Records from a data collection

= = = =

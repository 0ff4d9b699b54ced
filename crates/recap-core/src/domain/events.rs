//! Queue events: one per state transition, for the observability sink.

use std::time::Duration;

use serde::{Deserialize, Serialize};

use super::ids::{JobId, WorkerId};
use super::job::JobKind;

#[derive(Debug, Clone, PartialEq, Serialize, Deserialize)]
#[serde(tag = "event", rename_all = "snake_case")]
pub enum QueueEvent {
    Enqueued {
        job_id: JobId,
        kind: JobKind,
    },
    Locked {
        job_id: JobId,
        worker: WorkerId,
        attempt: u32,
    },
    /// An expired lease was taken over by another dequeue.
    LeaseReclaimed {
        job_id: JobId,
        previous: Option<WorkerId>,
        worker: WorkerId,
        attempt: u32,
    },
    /// The reaper returned an expired lease to pending.
    LeaseExpired {
        job_id: JobId,
        previous: Option<WorkerId>,
    },
    LeaseRenewed {
        job_id: JobId,
        worker: WorkerId,
    },
    /// complete/fail/renew was a no-op because the lock no longer matches.
    LeaseLost {
        job_id: JobId,
        worker: WorkerId,
    },
    Completed {
        job_id: JobId,
        worker: WorkerId,
        attempts: u32,
    },
    RetryScheduled {
        job_id: JobId,
        attempts: u32,
        #[serde(with = "millis")]
        delay: Duration,
        error: String,
    },
    Failed {
        job_id: JobId,
        attempts: u32,
        error: String,
    },
    Requeued {
        job_id: JobId,
    },
}

impl QueueEvent {
    pub fn job_id(&self) -> JobId {
        match self {
            QueueEvent::Enqueued { job_id, .. }
            | QueueEvent::Locked { job_id, .. }
            | QueueEvent::LeaseReclaimed { job_id, .. }
            | QueueEvent::LeaseExpired { job_id, .. }
            | QueueEvent::LeaseRenewed { job_id, .. }
            | QueueEvent::LeaseLost { job_id, .. }
            | QueueEvent::Completed { job_id, .. }
            | QueueEvent::RetryScheduled { job_id, .. }
            | QueueEvent::Failed { job_id, .. }
            | QueueEvent::Requeued { job_id } => *job_id,
        }
    }

    pub fn name(&self) -> &'static str {
        match self {
            QueueEvent::Enqueued { .. } => "enqueued",
            QueueEvent::Locked { .. } => "locked",
            QueueEvent::LeaseReclaimed { .. } => "lease_reclaimed",
            QueueEvent::LeaseExpired { .. } => "lease_expired",
            QueueEvent::LeaseRenewed { .. } => "lease_renewed",
            QueueEvent::LeaseLost { .. } => "lease_lost",
            QueueEvent::Completed { .. } => "completed",
            QueueEvent::RetryScheduled { .. } => "retry_scheduled",
            QueueEvent::Failed { .. } => "failed",
            QueueEvent::Requeued { .. } => "requeued",
        }
    }
}

mod millis {
    use std::time::Duration;

    use serde::{Deserialize, Deserializer, Serializer};

    pub fn serialize<S: Serializer>(d: &Duration, s: S) -> Result<S::Ok, S::Error> {
        s.serialize_u64(u64::try_from(d.as_millis()).unwrap_or(u64::MAX))
    }

    pub fn deserialize<'de, D: Deserializer<'de>>(d: D) -> Result<Duration, D::Error> {
        u64::deserialize(d).map(Duration::from_millis)
    }
}
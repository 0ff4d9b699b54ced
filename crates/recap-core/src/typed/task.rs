//! Task trait - 型付き payload と job kind の対応付け
//!
//! # Trait Bounds
//! - `Serialize`: enqueue 時に payload へ変換するため
//! - `DeserializeOwned`: worker 側で payload から復元するため
//! - `Send + Sync + 'static`: handler を Arc に格納して複数 worker で共有するため

use serde::de::DeserializeOwned;
use serde::{Deserialize, Serialize};

/// A payload type bound to one job kind.
///
/// ```ignore
/// #[derive(Serialize, Deserialize)]
/// struct RenderPdf {
///     meeting_id: String,
/// }
///
/// impl Task for RenderPdf {
///     const KIND: &'static str = "render_pdf";
/// }
/// ```
pub trait Task: Serialize + DeserializeOwned + Send + Sync + 'static {
    const KIND: &'static str;
}

/// Producer contract for kind `"summarize"`: summarize one meeting transcript.
#[derive(Debug, Clone, PartialEq, Eq, Serialize, Deserialize)]
pub struct SummarizeMeeting {
    #[serde(rename = "meetingId")]
    pub meeting_id: String,
}

impl SummarizeMeeting {
    pub fn new(meeting_id: impl Into<String>) -> Self {
        Self {
            meeting_id: meeting_id.into(),
        }
    }
}

impl Task for SummarizeMeeting {
    const KIND: &'static str = "summarize";
}

#[cfg(test)]
mod tests {
    use super::*;

    #[test]
    fn summarize_payload_uses_camel_case_meeting_id() {
        let payload = serde_json::to_value(SummarizeMeeting::new("m1")).unwrap();
        assert_eq!(payload, serde_json::json!({ "meetingId": "m1" }));

        let back: SummarizeMeeting = serde_json::from_value(payload).unwrap();
        assert_eq!(back.meeting_id, "m1");
    }
}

= = = =

* What is needed *
Every line above carrying the word "Sync" needs to be shown.

* Response *
//! - `Send + Sync + 'static`: handler を Arc に格納して複数 worker で共有するため
pub trait Task: Serialize + DeserializeOwned + Send + Sync + 'static {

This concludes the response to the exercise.